Minimaxing the Minimax Algorithm in Tic-Tac-Toe
In Praise of Hardcoding
27 September 2015
For a recent coding challenge, I had to implement an AI for a Tic-Tac-Toe game. This AI should not be able to lose a match. A quick Google search reveals that the most efficent way is to use a minimax algorithm to determine what moves are likely to cause the AI to either tie or win against another player. However, nobody I found seemed to analyze what decisions the AI actually makes.
The minimax algorimth works by having the computer play Tic-Tac-Toe against itself, figuring out the best moves to use against itself…and then figuring out the best counters to those moves, and so on and so forth. It will then rank all the possible moves it can take:
-10 | - The AI will lose if it chooses this move. Avoid it. |
0 | - It's a tie. |
10 | - The AI will win. |
The AI will pick the move that has the highest score.
Therefore, the computer will play perfectly and never lose. It may never win either though, if the human it is playing against is also playing perfectly.
But there is an extreme amount of trust in how the Minimax Algorithm works. There is a lot of literature examining how to program the algorithm, and very little literature on what choices the algorithm ends up making. I assume that most people assume that since the algorithm will choose the best possible move for Tic-Tac-Toe, examining what moves it actually picks would be a waste of time.
But the problem is that the computer has to play through every possible game of Tic-Tac-Toe before it can make its choice. This is not an instantaneous process. For the worst case scenario (where the AI goes first, and thus must play through all Tic-Tac-Toe games), I had to wait 114 seconds for a response from the AI. This is absurd.
There are ways to reduce the number of games a computer has to play through (since many Tic-Tac-Toe games are really just duplicates of each other, with the boards being rotated)…but there had to be a better way to make the game go faster.
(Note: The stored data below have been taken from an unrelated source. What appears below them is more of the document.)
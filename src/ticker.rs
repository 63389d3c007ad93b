//! Scheduled tick: drives the reminder pass on a fixed cadence.
//!
//! The partitioner stays a pure function; this module owns the clock and
//! the timer. Pattern: spawn a tokio task, return a handle with a
//! shutdown channel, stop on `shutdown()` or drop.

use std::sync::{Arc, Mutex};
use std::time::Duration;

use chrono::{Local, NaiveDateTime};
use tokio::sync::oneshot;
use tokio::task::JoinHandle;
use tokio::time::MissedTickBehavior;

use crate::core_state::{CoreError, CoreState};
use crate::db;
use crate::medications::MedicationStore;
use crate::reminders::{self, MissedDose};
use crate::schedule;

// ═══════════════════════════════════════════════════════════
// Clock
// ═══════════════════════════════════════════════════════════

/// Wall-clock source. Local time, because medication times are local.
pub trait Clock: Send + Sync {
    fn now(&self) -> NaiveDateTime;
}

pub struct SystemClock;

impl Clock for SystemClock {
    fn now(&self) -> NaiveDateTime {
        Local::now().naive_local()
    }
}

/// Settable clock for tests and demos.
pub struct FixedClock(Mutex<NaiveDateTime>);

impl FixedClock {
    pub fn new(at: NaiveDateTime) -> Self {
        Self(Mutex::new(at))
    }

    pub fn set(&self, at: NaiveDateTime) {
        match self.0.lock() {
            Ok(mut now) => *now = at,
            Err(poisoned) => *poisoned.into_inner() = at,
        }
    }
}

impl Clock for FixedClock {
    fn now(&self) -> NaiveDateTime {
        match self.0.lock() {
            Ok(now) => *now,
            Err(poisoned) => *poisoned.into_inner(),
        }
    }
}

// ═══════════════════════════════════════════════════════════
// Ticker
// ═══════════════════════════════════════════════════════════

/// Handle to a running ticker task.
pub struct ScheduleTicker {
    shutdown_tx: Option<oneshot::Sender<()>>,
    handle: Option<JoinHandle<()>>,
}

impl ScheduleTicker {
    /// Invoke `on_tick` every `period`, first tick immediately.
    ///
    /// The callback runs on the blocking pool, so it may touch SQLite.
    /// A slow tick delays the next one rather than bursting.
    pub fn start<F>(period: Duration, on_tick: F) -> Self
    where
        F: Fn() + Send + Sync + 'static,
    {
        let (shutdown_tx, mut shutdown_rx) = oneshot::channel::<()>();
        let on_tick = Arc::new(on_tick);

        let handle = tokio::spawn(async move {
            let mut interval = tokio::time::interval(period);
            interval.set_missed_tick_behavior(MissedTickBehavior::Delay);
            tracing::info!(period_secs = period.as_secs_f64(), "Schedule ticker started");

            loop {
                tokio::select! {
                    _ = &mut shutdown_rx => break,
                    _ = interval.tick() => {
                        let tick = Arc::clone(&on_tick);
                        if let Err(e) = tokio::task::spawn_blocking(move || tick()).await {
                            tracing::error!("Schedule tick panicked: {e}");
                        }
                    }
                }
            }

            tracing::info!("Schedule ticker stopped");
        });

        Self {
            shutdown_tx: Some(shutdown_tx),
            handle: Some(handle),
        }
    }

    /// Signal the task to stop. Returns immediately.
    pub fn shutdown(&mut self) {
        if let Some(tx) = self.shutdown_tx.take() {
            let _ = tx.send(());
        }
    }

    /// Signal and wait for the task to finish.
    pub async fn stop(mut self) {
        self.shutdown();
        if let Some(handle) = self.handle.take() {
            let _ = handle.await;
        }
    }
}

impl Drop for ScheduleTicker {
    fn drop(&mut self) {
        self.shutdown();
    }
}

/// One reminder pass: partition today's list and alert on new misses.
pub fn run_reminder_pass(core: &CoreState) -> Result<Vec<MissedDose>, CoreError> {
    let conn = core.open_db()?;
    let now = core.now();

    let records = MedicationStore::new(&conn).list()?;
    let partition = schedule::partition(&records, &now);
    let settings = db::get_notification_settings(&conn)?;

    let fresh =
        reminders::notify_missed_doses(&conn, &partition, now.date(), &settings, core.alerts())?;

    tracing::debug!(
        upcoming = partition.upcoming.len(),
        past = partition.past.len(),
        missed = partition.missed.len(),
        alerted = fresh.len(),
        "Reminder pass complete"
    );
    Ok(fresh)
}

/// Start the reminder ticker for `core`. Errors are logged, never fatal.
pub fn start_reminder_ticker(core: Arc<CoreState>, period: Duration) -> ScheduleTicker {
    ScheduleTicker::start(period, move || {
        if let Err(e) = run_reminder_pass(&core) {
            tracing::warn!(error = %e, "Reminder pass failed");
        }
    })
}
I decided to look “under the hood” of the AI, because I was curious in seeing how the AI thought for itself. I soon realize that if I know that the AI is thinking, I could ‘hardcode’ in the AI’s choices. The AI will just end up doing its move rather than spending 114 seconds learning to do that same move.
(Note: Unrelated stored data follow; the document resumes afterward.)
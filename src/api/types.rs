//! Shared types for the API layer.

use std::sync::Arc;

use rusqlite::Connection;

use crate::api::error::ApiError;
use crate::core_state::CoreState;

/// Shared context for all API routes.
#[derive(Clone)]
pub struct ApiContext {
    pub core: Arc<CoreState>,
}

impl ApiContext {
    pub fn new(core: Arc<CoreState>) -> Self {
        Self { core }
    }

    pub fn open_db(&self) -> Result<Connection, ApiError> {
        Ok(self.core.open_db()?)
    }
}

/// Parse a path id, rejecting malformed values with 400.
pub fn parse_id(raw: &str) -> Result<uuid::Uuid, ApiError> {
    uuid::Uuid::parse_str(raw)
        .map_err(|e| ApiError::BadRequest(format!("Invalid medication ID: {e}")))
}
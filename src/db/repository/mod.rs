//! Repository layer: entity-scoped database operations.

mod medication;
mod missed_dose;
mod preference;
mod profile;

pub use medication::*;
pub use missed_dose::*;
pub use preference::*;
pub use profile::*;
In the following terminal outputs, O is human and X is the computer. I also output a Hash showing the computer’s thought process (“MOVE”=>SCORE).
So here’s three starting scenarios:
O goes first and pick a corner space.
0 | 1 | 2 |
3 | 4 | 5 |
6 | 7 | O |
It is now X’s Turn.
{“0”=>-10, “1”=>-10, “2”=>-10, “3”=>-10, “4”=>0, “5”=>-10, “6”=>-10, “7”=>-10}
X has picked Spot 4. </code>
The computer will choose the space that has the highest score. In this case, every space other than 4 has a score of -10. The only space that allows the computer to tie the human player is 4, the spot right in the middle. So X picks that.
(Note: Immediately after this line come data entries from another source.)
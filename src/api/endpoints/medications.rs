//! Medication endpoints.
//!
//! - `GET /api/medications`: list, optionally filtered by `search`
//! - `POST /api/medications`: add
//! - `GET /api/medications/:id`: single record
//! - `PATCH /api/medications/:id`: edit fields
//! - `PUT /api/medications/:id/status`: mark taken/skipped/pending
//! - `DELETE /api/medications/:id`: remove

use axum::extract::rejection::{JsonRejection, QueryRejection};
use axum::extract::{Path, Query, State};
use axum::http::StatusCode;
use axum::Json;
use serde::{Deserialize, Serialize};

use crate::api::error::ApiError;
use crate::api::types::{parse_id, ApiContext};
use crate::medications::MedicationStore;
use crate::models::{MedicationRecord, MedicationStatus, MedicationUpdate, NewMedication};

#[derive(Deserialize)]
pub struct MedListQuery {
    pub search: Option<String>,
}

#[derive(Serialize)]
pub struct MedicationsResponse {
    pub medications: Vec<MedicationRecord>,
    pub total: usize,
}

/// `GET /api/medications`: insertion order, or time order when searching.
pub async fn list(
    State(ctx): State<ApiContext>,
    query: Result<Query<MedListQuery>, QueryRejection>,
) -> Result<Json<MedicationsResponse>, ApiError> {
    let Query(query) = query?;
    let conn = ctx.open_db()?;
    let store = MedicationStore::new(&conn);

    let medications = match query.search.as_deref() {
        Some(q) => store.search(q)?,
        None => store.list()?,
    };

    Ok(Json(MedicationsResponse {
        total: medications.len(),
        medications,
    }))
}

/// `POST /api/medications`: create a pending medication.
pub async fn create(
    State(ctx): State<ApiContext>,
    payload: Result<Json<NewMedication>, JsonRejection>,
) -> Result<(StatusCode, Json<MedicationRecord>), ApiError> {
    let Json(new) = payload?;
    let conn = ctx.open_db()?;
    let record = MedicationStore::new(&conn).add(new)?;
    Ok((StatusCode::CREATED, Json(record)))
}

/// `GET /api/medications/:id`
pub async fn detail(
    State(ctx): State<ApiContext>,
    Path(medication_id): Path<String>,
) -> Result<Json<MedicationRecord>, ApiError> {
    let id = parse_id(&medication_id)?;
    let conn = ctx.open_db()?;
    let record = MedicationStore::new(&conn)
        .get(&id)?
        .ok_or_else(|| ApiError::NotFound("Medication not found".into()))?;
    Ok(Json(record))
}

/// `PATCH /api/medications/:id`
pub async fn update(
    State(ctx): State<ApiContext>,
    Path(medication_id): Path<String>,
    payload: Result<Json<MedicationUpdate>, JsonRejection>,
) -> Result<Json<MedicationRecord>, ApiError> {
    let id = parse_id(&medication_id)?;
    let Json(update) = payload?;
    let conn = ctx.open_db()?;
    let record = MedicationStore::new(&conn).update(&id, update)?;
    Ok(Json(record))
}

#[derive(Deserialize)]
pub struct StatusRequest {
    pub status: MedicationStatus,
}

/// `PUT /api/medications/:id/status`
pub async fn set_status(
    State(ctx): State<ApiContext>,
    Path(medication_id): Path<String>,
    payload: Result<Json<StatusRequest>, JsonRejection>,
) -> Result<Json<MedicationRecord>, ApiError> {
    let id = parse_id(&medication_id)?;
    let Json(req) = payload?;
    let conn = ctx.open_db()?;
    let record = MedicationStore::new(&conn).set_status(&id, req.status)?;
    Ok(Json(record))
}

/// `DELETE /api/medications/:id`
pub async fn delete(
    State(ctx): State<ApiContext>,
    Path(medication_id): Path<String>,
) -> Result<StatusCode, ApiError> {
    let id = parse_id(&medication_id)?;
    let conn = ctx.open_db()?;
    MedicationStore::new(&conn).delete(&id)?;
    Ok(StatusCode::NO_CONTENT)
}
O goes first and pick a edge space.
0 | 1 | 2 |
3 | 4 | 5 |
6 | O | 8 |
It is now X’s Turn.
{“0”=>-10, “1”=>0, “2”=>-10, “3”=>-10, “4”=>0, “5”=>-10, “6”=>0, “8”=>0}
X has picked Spot 1. </code>
In this case, now, there are four moves that may lead to a tie: 1, 4, 6, and 8. Any other move will lead to the computer’s loss.
But it does not matter how the computer gets to that tie. A tie is a tie. So the computer can easily pick any move that leads to a tie, and the outcome will always be the same. In this case, the computer just choses Spot 1.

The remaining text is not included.